- **What is expected**:
Please repeat each of the records that follow, exactly as written.

- **Supplied records**:
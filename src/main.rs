/**
 * BoardSync Server Entry Point
 *
 * Loads configuration, initializes tracing, assembles the application, and
 * serves it. A storage failure during startup is fatal by design; every
 * later failure is handled per request.
 */

use std::net::SocketAddr;

use boardsync::server::{create_app, ServerConfig};

#[tokio::main]
async fn main() -> Result<(), Box<dyn std::error::Error>> {
    // Load environment variables from .env file if present
    dotenv::dotenv().ok();

    let env_filter =
        std::env::var("RUST_LOG").unwrap_or_else(|_| "info,boardsync=debug".to_string());
    tracing_subscriber::fmt()
        .with_env_filter(tracing_subscriber::EnvFilter::new(&env_filter))
        .init();

    let config = ServerConfig::from_env()?;
    let app = create_app(&config).await?;

    let addr = SocketAddr::from(([0, 0, 0, 0], config.port));
    tracing::info!("BoardSync listening on {}", addr);

    let listener = tokio::net::TcpListener::bind(addr).await?;
    axum::serve(listener, app).await?;

    Ok(())
}
/**
 * Router Configuration
 *
 * Builds the route table. The task CRUD routes are wrapped by the access
 * guard as a group; the identity endpoints and the root greeting are
 * deliberately left open because they have to work before a token exists.
 * The WebSocket route performs its own guard check at handshake time.
 */

use axum::{
    middleware,
    routing::{get, post, put},
    Router,
};

use crate::auth::handlers::{issue_session_token, register_user};
use crate::middleware::auth::auth_middleware;
use crate::realtime::socket::ws_handler;
use crate::server::state::AppState;
use crate::tasks::handlers::{create_task, delete_task, list_tasks, update_task};

/// Create the router with all routes configured
///
/// # Route Table
///
/// | Method | Path | Guarded |
/// |---|---|---|
/// | GET | `/` | no |
/// | POST | `/jwt` | no |
/// | POST | `/users` | no |
/// | GET, POST | `/tasks` | yes |
/// | PUT, DELETE | `/tasks/{id}` | yes |
/// | GET | `/ws` | handshake |
pub fn create_router(state: AppState) -> Router {
    let task_routes = Router::new()
        .route("/tasks", get(list_tasks).post(create_task))
        .route("/tasks/{id}", put(update_task).delete(delete_task))
        .route_layer(middleware::from_fn_with_state(
            state.clone(),
            auth_middleware,
        ));

    Router::new()
        .route("/", get(greeting))
        .route("/jwt", post(issue_session_token))
        .route("/users", post(register_user))
        .route("/ws", get(ws_handler))
        .merge(task_routes)
        .with_state(state)
}

/// Root route, unguarded by design.
async fn greeting() -> &'static str {
    "BoardSync server is running"
}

- **Exercise output**:
filename src/main.rs
/**
 * BoardSync Server Entry Point
 *
 * Loads configuration, initializes tracing, assembles the application, and
 * serves it. A storage failure during startup is fatal by design; every
 * later failure is handled per request.
 */

use std::net::SocketAddr;

use boardsync::server::{create_app, ServerConfig};

#[tokio::main]
async fn main() -> Result<(), Box<dyn std::error::Error>> {
    // Load environment variables from .env file if present
    dotenv::dotenv().ok();

    let env_filter =
        std::env::var("RUST_LOG").unwrap_or_else(|_| "info,boardsync=debug".to_string());
    tracing_subscriber::fmt()
        .with_env_filter(tracing_subscriber::EnvFilter::new(&env_filter))
        .init();

    let config = ServerConfig::from_env()?;
    let app = create_app(&config).await?;

    let addr = SocketAddr::from(([0, 0, 0, 0], config.port));
    tracing::info!("BoardSync listening on {}", addr);

    let listener = tokio::net::TcpListener::bind(addr).await?;
    axum::serve(listener, app).await?;

    Ok(())
}
/**
 * Router Configuration
 *
 * Builds the route table. The task CRUD routes are wrapped by the access
 * guard as a group; the identity endpoints and the root greeting are
 * deliberately left open because they have to work before a token exists.
 * The WebSocket route performs its own guard check at handshake time.
 */

use axum::{
    middleware,
    routing::{get, post, put},
    Router,
};

use crate::auth::handlers::{issue_session_token, register_user};
use crate::middleware::auth::auth_middleware;
use crate::realtime::socket::ws_handler;
use crate::server::state::AppState;
use crate::tasks::handlers::{create_task, delete_task, list_tasks, update_task};

/// Create the router with all routes configured
///
/// # Route Table
///
/// | Method | Path | Guarded |
/// |---|---|---|
/// | GET | `/` | no |
/// | POST | `/jwt` | no |
/// | POST | `/users` | no |
/// | GET, POST | `/tasks` | yes |
/// | PUT, DELETE | `/tasks/{id}` | yes |
/// | GET | `/ws` | handshake |
pub fn create_router(state: AppState) -> Router {
    let task_routes = Router::new()
        .route("/tasks", get(list_tasks).post(create_task))
        .route("/tasks/{id}", put(update_task).delete(delete_task))
        .route_layer(middleware::from_fn_with_state(
            state.clone(),
            auth_middleware,
        ));

    Router::new()
        .route("/", get(greeting))
        .route("/jwt", post(issue_session_token))
        .route("/users", post(register_user))
        .route("/ws", get(ws_handler))
        .merge(task_routes)
        .with_state(state)
}

/// Root route, unguarded by design.
async fn greeting() -> &'static str {
    "BoardSync server is running"
}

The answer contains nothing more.